テーマ : 医療・健康

指しゃぶりで歯並び心配 マウスピース型装置で改善も【歯の診察室】

 問 40代女性。3歳7カ月の子どもが指しゃぶりをしていて、乳歯の前歯2本が前に出ています。矯正が必要かもしれないと心配です。また、指しゃぶりが続いた場合に、歯にどのような影響が出てしまうのでしょうか。
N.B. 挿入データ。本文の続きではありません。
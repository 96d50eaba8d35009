//! The export form: defaults, submitted fields and their conversion into a
//! report query.

use std::collections::HashMap;

use chrono::NaiveDate;
use ga4_core::error::CoreError;
use ga4_core::filter::{build_filter_expression, FilterCondition, FilterSpec, SkippedFilter};
use ga4_core::report::{
    parse_field_list, parse_form_date, DateRange, ReportQuery, DATE_FORMAT, MAX_FILTER_ROWS,
};

/// Start date pre-filled on a fresh form.
pub const DEFAULT_START_DATE: &str = "2024-11-01";

/// Values of the export form, as typed by the user.
#[derive(Debug, Clone, PartialEq, Eq)]
pub struct ExportForm {
    pub dimensions: String,
    pub metrics: String,
    pub start_date: String,
    pub end_date: String,
    pub filters: Vec<FilterSpec>,
}

/// A validated export request.
#[derive(Debug, Clone)]
pub struct ExportPlan {
    pub query: ReportQuery,
    /// Filter rows the user filled in but that were left out of the query.
    pub skipped: Vec<SkippedFilter>,
}

impl ExportForm {
    /// A blank form with `filter_rows` empty filter rows (clamped to
    /// [`MAX_FILTER_ROWS`]) and the end date set to `today`.
    pub fn blank(filter_rows: usize, today: NaiveDate) -> Self {
        let empty_filter = FilterSpec::new("", FilterCondition::Equals.as_str(), "");
        Self {
            dimensions: String::new(),
            metrics: String::new(),
            start_date: DEFAULT_START_DATE.to_string(),
            end_date: today.format(DATE_FORMAT).to_string(),
            filters: vec![empty_filter; filter_rows.min(MAX_FILTER_ROWS)],
        }
    }

    /// Read submitted fields.
    ///
    /// Filter rows are `filter_field_{i}`, `filter_condition_{i}` and
    /// `filter_value_{i}` for `i` from 0; reading stops at the first index
    /// with none of the three present.
    pub fn from_fields(fields: &HashMap<String, String>) -> Self {
        let get = |key: &str| fields.get(key).cloned().unwrap_or_default();

        let mut filters = Vec::new();
        for i in 0..MAX_FILTER_ROWS {
            let field = fields.get(&format!("filter_field_{i}"));
            let condition = fields.get(&format!("filter_condition_{i}"));
            let value = fields.get(&format!("filter_value_{i}"));
            if field.is_none() && condition.is_none() && value.is_none() {
                break;
            }
            filters.push(FilterSpec::new(
                field.cloned().unwrap_or_default(),
                condition.cloned().unwrap_or_default(),
                value.cloned().unwrap_or_default(),
            ));
        }

        Self {
            dimensions: get("dimensions"),
            metrics: get("metrics"),
            start_date: get("start_date"),
            end_date: get("end_date"),
            filters,
        }
    }

    /// Validate the form and build the report query.
    pub fn plan(&self) -> Result<ExportPlan, CoreError> {
        let dimensions = parse_field_list(&self.dimensions);
        let metrics = parse_field_list(&self.metrics);
        if dimensions.is_empty() || metrics.is_empty() {
            return Err(CoreError::Validation(
                "Please fill in all fields: at least one dimension and one metric are required"
                    .to_string(),
            ));
        }

        let start = parse_form_date("Start date", &self.start_date)?;
        let end = parse_form_date("End date", &self.end_date)?;
        let date_range = DateRange::new(start, end)?;

        let build = build_filter_expression(&self.filters);
        // Rows left completely empty are not worth a warning.
        let skipped = build
            .skipped
            .into_iter()
            .filter(|s| {
                self.filters
                    .get(s.index)
                    .is_some_and(|f| !f.field.trim().is_empty() || !f.value.is_empty())
            })
            .collect();

        let query = ReportQuery::new(dimensions, metrics, date_range, build.expression)?;
        Ok(ExportPlan { query, skipped })
    }
}

#[cfg(test)]
mod tests {
    use super::*;
    use assert_matches::assert_matches;
    use ga4_core::filter::{FilterExpression, SkipReason};

    fn fields(pairs: &[(&str, &str)]) -> HashMap<String, String> {
        pairs
            .iter()
            .map(|(k, v)| (k.to_string(), v.to_string()))
            .collect()
    }

    fn base() -> Vec<(&'static str, &'static str)> {
        vec![
            ("dimensions", "city, deviceCategory"),
            ("metrics", "sessions"),
            ("start_date", "2024-11-01"),
            ("end_date", "2024-11-30"),
        ]
    }

    #[test]
    fn blank_form_clamps_filter_rows() {
        let today = NaiveDate::from_ymd_opt(2025, 1, 15).unwrap();
        let form = ExportForm::blank(25, today);
        assert_eq!(form.filters.len(), MAX_FILTER_ROWS);
        assert_eq!(form.start_date, "2024-11-01");
        assert_eq!(form.end_date, "2025-01-15");
    }

    #[test]
    fn filter_rows_are_read_in_index_order_until_a_gap() {
        let mut pairs = base();
        pairs.extend([
            ("filter_field_0", "city"),
            ("filter_condition_0", "contains"),
            ("filter_value_0", "Par"),
            ("filter_field_1", "country"),
            ("filter_condition_1", "in_list"),
            ("filter_value_1", "FR,DE"),
            ("filter_field_3", "ignored"),
        ]);
        let form = ExportForm::from_fields(&fields(&pairs));
        assert_eq!(form.filters.len(), 2);
        assert_eq!(form.filters[1], FilterSpec::new("country", "in_list", "FR,DE"));
    }

    #[test]
    fn plan_builds_query_with_trimmed_fields() {
        let mut pairs = base();
        pairs.extend([
            ("filter_field_0", "city"),
            ("filter_condition_0", "equals"),
            ("filter_value_0", "Paris"),
        ]);
        let plan = ExportForm::from_fields(&fields(&pairs)).plan().unwrap();
        assert_eq!(plan.query.dimensions, vec!["city", "deviceCategory"]);
        assert_eq!(plan.query.metrics, vec!["sessions"]);
        assert_matches!(
            plan.query.filter,
            Some(FilterExpression::StringMatch { ref field, .. }) if field == "city"
        );
        assert!(plan.skipped.is_empty());
    }

    #[test]
    fn missing_metrics_is_a_validation_error() {
        let form = ExportForm::from_fields(&fields(&[
            ("dimensions", "city"),
            ("metrics", " , "),
            ("start_date", "2024-11-01"),
            ("end_date", "2024-11-30"),
        ]));
        assert_matches!(form.plan(), Err(CoreError::Validation(msg)) if msg.contains("fill in"));
    }

    #[test]
    fn end_before_start_is_rejected() {
        let form = ExportForm::from_fields(&fields(&[
            ("dimensions", "city"),
            ("metrics", "sessions"),
            ("start_date", "2024-11-30"),
            ("end_date", "2024-11-01"),
        ]));
        assert_matches!(form.plan(), Err(CoreError::Validation(_)));
    }

    #[test]
    fn only_partially_filled_rows_are_reported_as_skipped() {
        let mut pairs = base();
        pairs.extend([
            ("filter_field_0", ""),
            ("filter_condition_0", "equals"),
            ("filter_value_0", ""),
            ("filter_field_1", "city"),
            ("filter_condition_1", "equals"),
            ("filter_value_1", ""),
        ]);
        let plan = ExportForm::from_fields(&fields(&pairs)).plan().unwrap();
        assert!(plan.query.filter.is_none());
        assert_eq!(plan.skipped.len(), 1);
        assert_eq!(plan.skipped[0].index, 1);
        assert_eq!(plan.skipped[0].reason, SkipReason::MissingValue);
    }
}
 答 指しゃぶりのピークは1歳半~2歳頃で、吸啜[きゅうてつ]反射の影響で指を吸い始めて習慣化したものや、不安や緊張の解消、心理的欲求不満などが原因として挙げられます。3歳を過ぎると次第に指しゃぶりは減少し、5歳にはほとんどなくなります。そのため、指しゃぶりの頻度や強さにもよりますが、一時的に歯列・咬合[こうごう]不正が生じても、3歳頃にやめることができればその後の成長とともに改善してくることが多いです。
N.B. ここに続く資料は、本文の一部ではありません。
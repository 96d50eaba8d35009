#![allow(dead_code)]

use std::path::Path;
use std::sync::{Arc, Mutex};

use async_trait::async_trait;
use axum::body::Body;
use axum::http::header::CONTENT_TYPE;
use axum::http::{Method, Request};
use axum::response::Response;
use axum::Router;
use ga4_analytics::{AnalyticsError, ReportSource};
use ga4_core::filter::FilterExpression;
use ga4_core::report::{ReportPage, ReportRequest, ReportRow};
use http_body_util::BodyExt;
use tower::ServiceExt;

use ga4_api::config::ServerConfig;
use ga4_api::router::build_app_router;
use ga4_api::state::AppState;

// ---------------------------------------------------------------------------
// Mock report source
// ---------------------------------------------------------------------------

/// A request as seen by [`MockSource`].
#[derive(Debug, Clone)]
pub struct SeenRequest {
    pub offset: u64,
    pub dimensions: Vec<String>,
    pub filter: Option<FilterExpression>,
}

/// Answers every request with `rows` rows, or with `error` when set.
pub struct MockSource {
    pub rows: usize,
    pub error: Option<(u16, String)>,
    pub seen: Mutex<Vec<SeenRequest>>,
}

impl MockSource {
    pub fn with_rows(rows: usize) -> Arc<Self> {
        Arc::new(Self {
            rows,
            error: None,
            seen: Mutex::new(Vec::new()),
        })
    }

    pub fn failing(status: u16, body: &str) -> Arc<Self> {
        Arc::new(Self {
            rows: 0,
            error: Some((status, body.to_string())),
            seen: Mutex::new(Vec::new()),
        })
    }

    pub fn seen(&self) -> Vec<SeenRequest> {
        self.seen.lock().unwrap().clone()
    }
}

#[async_trait]
impl ReportSource for MockSource {
    fn property_id(&self) -> &str {
        "123456"
    }

    async fn run_report(&self, request: &ReportRequest<'_>) -> Result<ReportPage, AnalyticsError> {
        self.seen.lock().unwrap().push(SeenRequest {
            offset: request.offset,
            dimensions: request.query.dimensions.clone(),
            filter: request.query.filter.clone(),
        });

        if let Some((status, body)) = &self.error {
            return Err(AnalyticsError::ApiError {
                status: *status,
                body: body.clone(),
            });
        }

        Ok(ReportPage {
            dimension_headers: request.query.dimensions.clone(),
            metric_headers: request.query.metrics.clone(),
            rows: (0..self.rows)
                .map(|i| ReportRow {
                    dimension_values: vec![format!("value-{i}"); request.query.dimensions.len()],
                    metric_values: vec![i.to_string(); request.query.metrics.len()],
                })
                .collect(),
        })
    }
}

// ---------------------------------------------------------------------------
// App
// ---------------------------------------------------------------------------

/// Build a test `ServerConfig` writing exports into `export_dir`.
pub fn test_config(export_dir: &Path) -> ServerConfig {
    ServerConfig {
        host: "127.0.0.1".to_string(),
        port: 0,
        cors_origins: vec!["http://localhost:3000".to_string()],
        request_timeout_secs: 30,
        export_dir: export_dir.to_path_buf(),
        database_url: None,
    }
}

/// Build the full application router around `source` and `config`.
pub fn build_test_app_with(source: Arc<dyn ReportSource>, config: ServerConfig) -> Router {
    let state = AppState {
        config: Arc::new(config.clone()),
        report_source: source,
    };
    build_app_router(state, &config)
}

pub fn build_test_app(source: Arc<dyn ReportSource>, export_dir: &Path) -> Router {
    build_test_app_with(source, test_config(export_dir))
}

// ---------------------------------------------------------------------------
// Requests
// ---------------------------------------------------------------------------

pub async fn get(app: Router, uri: &str) -> Response {
    app.oneshot(Request::builder().uri(uri).body(Body::empty()).unwrap())
        .await
        .unwrap()
}

pub async fn post_form(app: Router, uri: &str, fields: &[(&str, &str)]) -> Response {
    let body = fields
        .iter()
        .map(|(k, v)| format!("{}={}", urlencode(k), urlencode(v)))
        .collect::<Vec<_>>()
        .join("&");
    app.oneshot(
        Request::builder()
            .method(Method::POST)
            .uri(uri)
            .header(CONTENT_TYPE, "application/x-www-form-urlencoded")
            .body(Body::from(body))
            .unwrap(),
    )
    .await
    .unwrap()
}

pub async fn post_json(app: Router, uri: &str, json: serde_json::Value) -> Response {
    app.oneshot(
        Request::builder()
            .method(Method::POST)
            .uri(uri)
            .header(CONTENT_TYPE, "application/json")
            .body(Body::from(json.to_string()))
            .unwrap(),
    )
    .await
    .unwrap()
}

pub async fn body_bytes(response: Response) -> Vec<u8> {
    response
        .into_body()
        .collect()
        .await
        .unwrap()
        .to_bytes()
        .to_vec()
}

pub async fn body_text(response: Response) -> String {
    String::from_utf8(body_bytes(response).await).unwrap()
}

pub async fn body_json(response: Response) -> serde_json::Value {
    serde_json::from_slice(&body_bytes(response).await).unwrap()
}

/// Percent-encode a form value (`application/x-www-form-urlencoded`).
fn urlencode(input: &str) -> String {
    let mut out = String::new();
    for b in input.bytes() {
        match b {
            b'A'..=b'Z' | b'a'..=b'z' | b'0'..=b'9' | b'-' | b'_' | b'.' | b'*' => {
                out.push(b as char)
            }
            b' ' => out.push('+'),
            other => out.push_str(&format!("%{other:02X}")),
        }
    }
    out
}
 指しゃぶりが続くと顎骨[がっこつ]の成長と歯列に影響を及ぼし、開咬(前歯がかみ合わない)や上顎[じょうがく]前突(出っ歯)などが生じます。これらは正常咬合ではなく不正咬合と呼ばれ、矯正治療が必要となります。指しゃぶりによる不正咬合の出現は、見た目だけではなく機能的にも異常が出てくる可能性が高いため、早期の治療をおすすめします。
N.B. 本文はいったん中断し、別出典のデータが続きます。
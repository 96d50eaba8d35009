use std::path::PathBuf;

use anyhow::Context;
use clap::Parser;
use tracing_subscriber::{layer::SubscriberExt, util::SubscriberInitExt};

#[derive(Parser)]
#[command(name = "ga4-import")]
#[command(about = "Import a GA4 export CSV into a PostgreSQL table")]
struct Cli {
    /// CSV file produced by the exporter
    #[arg(long)]
    csv: PathBuf,

    /// Destination table (created if absent)
    #[arg(long, default_value = "ga4_export_data")]
    table: String,

    /// PostgreSQL connection string
    #[arg(long, env = "DATABASE_URL", hide_env_values = true)]
    database_url: String,
}

#[tokio::main]
async fn main() -> anyhow::Result<()> {
    dotenvy::dotenv().ok();

    tracing_subscriber::registry()
        .with(
            tracing_subscriber::EnvFilter::try_from_default_env()
                .unwrap_or_else(|_| "ga4_importer=info,ga4_import=info".into()),
        )
        .with(tracing_subscriber::fmt::layer())
        .init();

    let cli = Cli::parse();

    let summary = ga4_importer::import_csv(&cli.database_url, &cli.csv, &cli.table)
        .await
        .with_context(|| format!("Importing '{}' failed", cli.csv.display()))?;

    tracing::info!(
        table = %summary.table,
        rows = summary.rows_inserted,
        "Data imported successfully"
    );
    Ok(())
}
//! Route definitions for the `/imports` resource.

use axum::routing::post;
use axum::Router;

use crate::handlers::imports;
use crate::state::AppState;

/// Routes mounted at `/imports`.
///
/// ```text
/// POST   /                       -> create_import
/// ```
pub fn router() -> Router<AppState> {
    Router::new().route("/", post(imports::create_import))
}
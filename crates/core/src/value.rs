//! Typed cell values parsed from CSV text for a destination column.

use chrono::NaiveDate;

use crate::error::CoreError;
use crate::schema::ColumnType;

/// A single value bound into an `INSERT`.
///
/// Absent or blank input becomes [`CellValue::Null`], which is written as SQL
/// `NULL` regardless of the column type.
#[derive(Debug, Clone, PartialEq)]
pub enum CellValue {
    Null,
    Text(String),
    Integer(i64),
    /// Kept as validated text so no precision is lost before PostgreSQL
    /// casts it to `NUMERIC`.
    Decimal(String),
    Date(NaiveDate),
}

impl CellValue {
    /// Parse `raw` for a column of `column_type`.
    ///
    /// Dates that cannot be read become `Null`; malformed numbers are a
    /// validation error.
    pub fn parse(column_type: ColumnType, raw: &str) -> Result<Self, CoreError> {
        let trimmed = raw.trim();
        if trimmed.is_empty() {
            return Ok(Self::Null);
        }

        match column_type {
            ColumnType::Varchar(_) | ColumnType::Text => Ok(Self::Text(raw.to_string())),
            ColumnType::Integer => trimmed
                .parse::<i64>()
                .map(Self::Integer)
                .map_err(|_| CoreError::Validation(format!("'{trimmed}' is not an integer"))),
            ColumnType::Decimal { .. } => match trimmed.parse::<f64>() {
                Ok(v) if v.is_finite() => Ok(Self::Decimal(trimmed.to_string())),
                _ => Err(CoreError::Validation(format!(
                    "'{trimmed}' is not a decimal number"
                ))),
            },
            ColumnType::Date => Ok(normalize_date(trimmed).map_or(Self::Null, Self::Date)),
        }
    }

    pub fn is_null(&self) -> bool {
        matches!(self, Self::Null)
    }
}

/// Read a GA4 date.
///
/// Accepts the 8-digit `YYYYMMDD` form GA4 exports and the ISO `YYYY-MM-DD`
/// form. Anything else, including impossible calendar dates, is `None`.
pub fn normalize_date(raw: &str) -> Option<NaiveDate> {
    let raw = raw.trim();
    if raw.len() == 8 && raw.bytes().all(|b| b.is_ascii_digit()) {
        let year = raw[0..4].parse().ok()?;
        let month = raw[4..6].parse().ok()?;
        let day = raw[6..8].parse().ok()?;
        return NaiveDate::from_ymd_opt(year, month, day);
    }
    NaiveDate::parse_from_str(raw, "%Y-%m-%d").ok()
}

#[cfg(test)]
mod tests {
    use super::*;
    use assert_matches::assert_matches;

    fn date(y: i32, m: u32, d: u32) -> NaiveDate {
        NaiveDate::from_ymd_opt(y, m, d).unwrap()
    }

    #[test]
    fn compact_dates_are_rewritten() {
        assert_eq!(normalize_date("20241101"), Some(date(2024, 11, 1)));
        assert_eq!(
            normalize_date("20241101").unwrap().to_string(),
            "2024-11-01"
        );
    }

    #[test]
    fn iso_dates_pass_through() {
        assert_eq!(normalize_date("2024-11-30"), Some(date(2024, 11, 30)));
    }

    #[test]
    fn bad_dates_are_none() {
        assert_eq!(normalize_date("notadate"), None);
        assert_eq!(normalize_date("20241341"), None);
        assert_eq!(normalize_date("2024110"), None);
        assert_eq!(normalize_date(""), None);
    }

    #[test]
    fn unreadable_date_cell_is_null_not_error() {
        assert_eq!(
            CellValue::parse(ColumnType::Date, "notadate").unwrap(),
            CellValue::Null
        );
        assert_eq!(
            CellValue::parse(ColumnType::Date, "20241101").unwrap(),
            CellValue::Date(date(2024, 11, 1))
        );
    }

    #[test]
    fn blank_cells_are_null_for_every_type() {
        for ty in [
            ColumnType::Varchar(255),
            ColumnType::Text,
            ColumnType::Integer,
            ColumnType::Decimal {
                precision: 10,
                scale: 2,
            },
            ColumnType::Date,
        ] {
            assert!(CellValue::parse(ty, "  ").unwrap().is_null(), "{ty:?}");
        }
    }

    #[test]
    fn numbers_are_validated() {
        assert_eq!(
            CellValue::parse(ColumnType::Integer, " 42 ").unwrap(),
            CellValue::Integer(42)
        );
        assert_eq!(
            CellValue::parse(
                ColumnType::Decimal {
                    precision: 18,
                    scale: 8
                },
                "12.34567891"
            )
            .unwrap(),
            CellValue::Decimal("12.34567891".to_string())
        );
        assert_matches!(
            CellValue::parse(ColumnType::Integer, "4.5"),
            Err(CoreError::Validation(_))
        );
        assert_matches!(
            CellValue::parse(
                ColumnType::Decimal {
                    precision: 10,
                    scale: 2
                },
                "NaN"
            ),
            Err(CoreError::Validation(_))
        );
    }

    #[test]
    fn text_keeps_surrounding_whitespace() {
        assert_eq!(
            CellValue::parse(ColumnType::Text, " /home ").unwrap(),
            CellValue::Text(" /home ".to_string())
        );
    }
}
 治療法としては指しゃぶりを防止するための環境づくりや口腔[こうくう]内装置などが挙げられます。最近は口腔機能を改善するマウスピース型装置を使用し、それに意識をもたせることで口寂しさをなくし、同時に舌などの機能を正しく導くことで、歯列や顎骨の成長が改善するケースもあります。
 矯正歯科専門の医院での対応が必要になることもありますが、まずはかかりつけ医に相談してみてください。